* _EXERCISE GOAL_
Give the records again exactly, with every character kept.

* _RECORDS FOR PROCESSING_

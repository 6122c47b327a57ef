//! `wl_shell` and `wl_shell_surface`.

use tracing::debug;
use wayland_server::protocol::wl_shell::{self, WlShell};
use wayland_server::protocol::wl_shell_surface::{self, WlShellSurface};
use wayland_server::{
    Client, DataInit, Dispatch, DisplayHandle, GlobalDispatch, New, Resource,
};

use super::Dispatcher;
use crate::cache::{SurfaceResource, SurfaceResourceKind};
use crate::utils::SurfaceId;

impl GlobalDispatch<WlShell, ()> for Dispatcher {
    fn bind(
        _state: &mut Self,
        _handle: &DisplayHandle,
        _client: &Client,
        resource: New<WlShell>,
        _global_data: &(),
        data_init: &mut DataInit<'_, Self>,
    ) {
        let shell = data_init.init(resource, ());
        debug!(id = ?shell.id(), "bound shell");
    }
}

impl Dispatch<WlShell, ()> for Dispatcher {
    fn request(
        state: &mut Self,
        _client: &Client,
        _shell: &WlShell,
        request: wl_shell::Request,
        _data: &(),
        _dhandle: &DisplayHandle,
        data_init: &mut DataInit<'_, Self>,
    ) {
        match request {
            wl_shell::Request::GetShellSurface { id, surface } => {
                let sid = surface.data::<SurfaceId>().copied().unwrap_or(SurfaceId::NONE);
                let shell_surface: WlShellSurface = data_init.init(id, sid);
                debug!(%sid, "get shell surface");
                state
                    .ctx
                    .facade()
                    .add_shell_surface(sid, SurfaceResource::ShellSurface(shell_surface));
            }
            _ => {}
        }
    }
}

impl Dispatch<WlShellSurface, SurfaceId> for Dispatcher {
    fn request(
        state: &mut Self,
        _client: &Client,
        _shell_surface: &WlShellSurface,
        request: wl_shell_surface::Request,
        sid: &SurfaceId,
        _dhandle: &DisplayHandle,
        _data_init: &mut DataInit<'_, Self>,
    ) {
        let sid = *sid;
        let facade = state.ctx.facade();
        match request {
            wl_shell_surface::Request::Pong { serial } => {
                debug!(%sid, serial, "nyimp: pong");
            }
            wl_shell_surface::Request::Move { serial, .. } => {
                debug!(%sid, serial, "nyimp: shell surface move");
            }
            wl_shell_surface::Request::Resize { serial, edges, .. } => {
                debug!(%sid, serial, ?edges, "nyimp: shell surface resize");
            }
            wl_shell_surface::Request::SetToplevel => {
                debug!(%sid, "nyimp: set toplevel");
            }
            wl_shell_surface::Request::SetTransient { x, y, flags, .. } => {
                debug!(%sid, x, y, ?flags, "nyimp: set transient");
            }
            wl_shell_surface::Request::SetFullscreen {
                method, framerate, ..
            } => {
                debug!(%sid, ?method, framerate, "nyimp: set fullscreen");
            }
            wl_shell_surface::Request::SetPopup {
                serial,
                parent,
                x,
                y,
                flags,
                ..
            } => {
                let parent_sid = parent
                    .data::<SurfaceId>()
                    .copied()
                    .unwrap_or(SurfaceId::NONE);
                debug!(%sid, %parent_sid, serial, x, y, ?flags, "set popup");
                facade.add_subsurface(sid, parent_sid, x, y);
            }
            wl_shell_surface::Request::SetMaximized { .. } => {
                debug!(%sid, "nyimp: set maximized");
            }
            wl_shell_surface::Request::SetTitle { title } => {
                debug!(%sid, title, "nyimp: set title");
            }
            wl_shell_surface::Request::SetClass { class_ } => {
                debug!(%sid, class = class_, "nyimp: set class");
            }
            _ => {}
        }
    }

    fn destroyed(
        state: &mut Self,
        _client: wayland_server::backend::ClientId,
        shell_surface: &WlShellSurface,
        sid: &SurfaceId,
    ) {
        debug!(sid = %sid, "shell surface unbound");
        state.ctx.facade().remove_shell_surface(
            *sid,
            SurfaceResourceKind::ShellSurface,
            &shell_surface.id(),
        );
    }
}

* _WRITTEN SOLUTION_
repository 6122c47b327a57ef
//! `wl_shell` and `wl_shell_surface`.

use tracing::debug;
use wayland_server::protocol::wl_shell::{self, WlShell};
use wayland_server::protocol::wl_shell_surface::{self, WlShellSurface};
use wayland_server::{
    Client, DataInit, Dispatch, DisplayHandle, GlobalDispatch, New, Resource,
};

use super::Dispatcher;
use crate::cache::{SurfaceResource, SurfaceResourceKind};
use crate::utils::SurfaceId;

impl GlobalDispatch<WlShell, ()> for Dispatcher {
    fn bind(
        _state: &mut Self,
        _handle: &DisplayHandle,
        _client: &Client,
        resource: New<WlShell>,
        _global_data: &(),
        data_init: &mut DataInit<'_, Self>,
    ) {
        let shell = data_init.init(resource, ());
        debug!(id = ?shell.id(), "bound shell");
    }
}

impl Dispatch<WlShell, ()> for Dispatcher {
    fn request(
        state: &mut Self,
        _client: &Client,
        _shell: &WlShell,
        request: wl_shell::Request,
        _data: &(),
        _dhandle: &DisplayHandle,
        data_init: &mut DataInit<'_, Self>,
    ) {
        match request {
            wl_shell::Request::GetShellSurface { id, surface } => {
                let sid = surface.data::<SurfaceId>().copied().unwrap_or(SurfaceId::NONE);
                let shell_surface: WlShellSurface = data_init.init(id, sid);
                debug!(%sid, "get shell surface");
                state
                    .ctx
                    .facade()
                    .add_shell_surface(sid, SurfaceResource::ShellSurface(shell_surface));
            }
            _ => {}
        }
    }
}

impl Dispatch<WlShellSurface, SurfaceId> for Dispatcher {
    fn request(
        state: &mut Self,
        _client: &Client,
        _shell_surface: &WlShellSurface,
        request: wl_shell_surface::Request,
        sid: &SurfaceId,
        _dhandle: &DisplayHandle,
        _data_init: &mut DataInit<'_, Self>,
    ) {
        let sid = *sid;
        let facade = state.ctx.facade();
        match request {
            wl_shell_surface::Request::Pong { serial } => {
                debug!(%sid, serial, "nyimp: pong");
            }
            wl_shell_surface::Request::Move { serial, .. } => {
                debug!(%sid, serial, "nyimp: shell surface move");
            }
            wl_shell_surface::Request::Resize { serial, edges, .. } => {
                debug!(%sid, serial, ?edges, "nyimp: shell surface resize");
            }
            wl_shell_surface::Request::SetToplevel => {
                debug!(%sid, "nyimp: set toplevel");
            }
            wl_shell_surface::Request::SetTransient { x, y, flags, .. } => {
                debug!(%sid, x, y, ?flags, "nyimp: set transient");
            }
            wl_shell_surface::Request::SetFullscreen {
                method, framerate, ..
            } => {
                debug!(%sid, ?method, framerate, "nyimp: set fullscreen");
            }
            wl_shell_surface::Request::SetPopup {
                serial,
                parent,
                x,
                y,
                flags,
                ..
            } => {
                let parent_sid = parent
                    .data::<SurfaceId>()
                    .copied()
                    .unwrap_or(SurfaceId::NONE);
                debug!(%sid, %parent_sid, serial, x, y, ?flags, "set popup");
                facade.add_subsurface(sid, parent_sid, x, y);
            }
            wl_shell_surface::Request::SetMaximized { .. } => {
                debug!(%sid, "nyimp: set maximized");
            }
            wl_shell_surface::Request::SetTitle { title } => {
                debug!(%sid, title, "nyimp: set title");
            }
            wl_shell_surface::Request::SetClass { class_ } => {
                debug!(%sid, class = class_, "nyimp: set class");
            }
            _ => {}
        }
    }

    fn destroyed(
        state: &mut Self,
        _client: wayland_server::backend::ClientId,
        shell_surface: &WlShellSurface,
        sid: &SurfaceId,
    ) {
        debug!(sid = %sid, "shell surface unbound");
        state.ctx.facade().remove_shell_surface(
            *sid,
            SurfaceResourceKind::ShellSurface,
            &shell_surface.id(),
        );
    }
}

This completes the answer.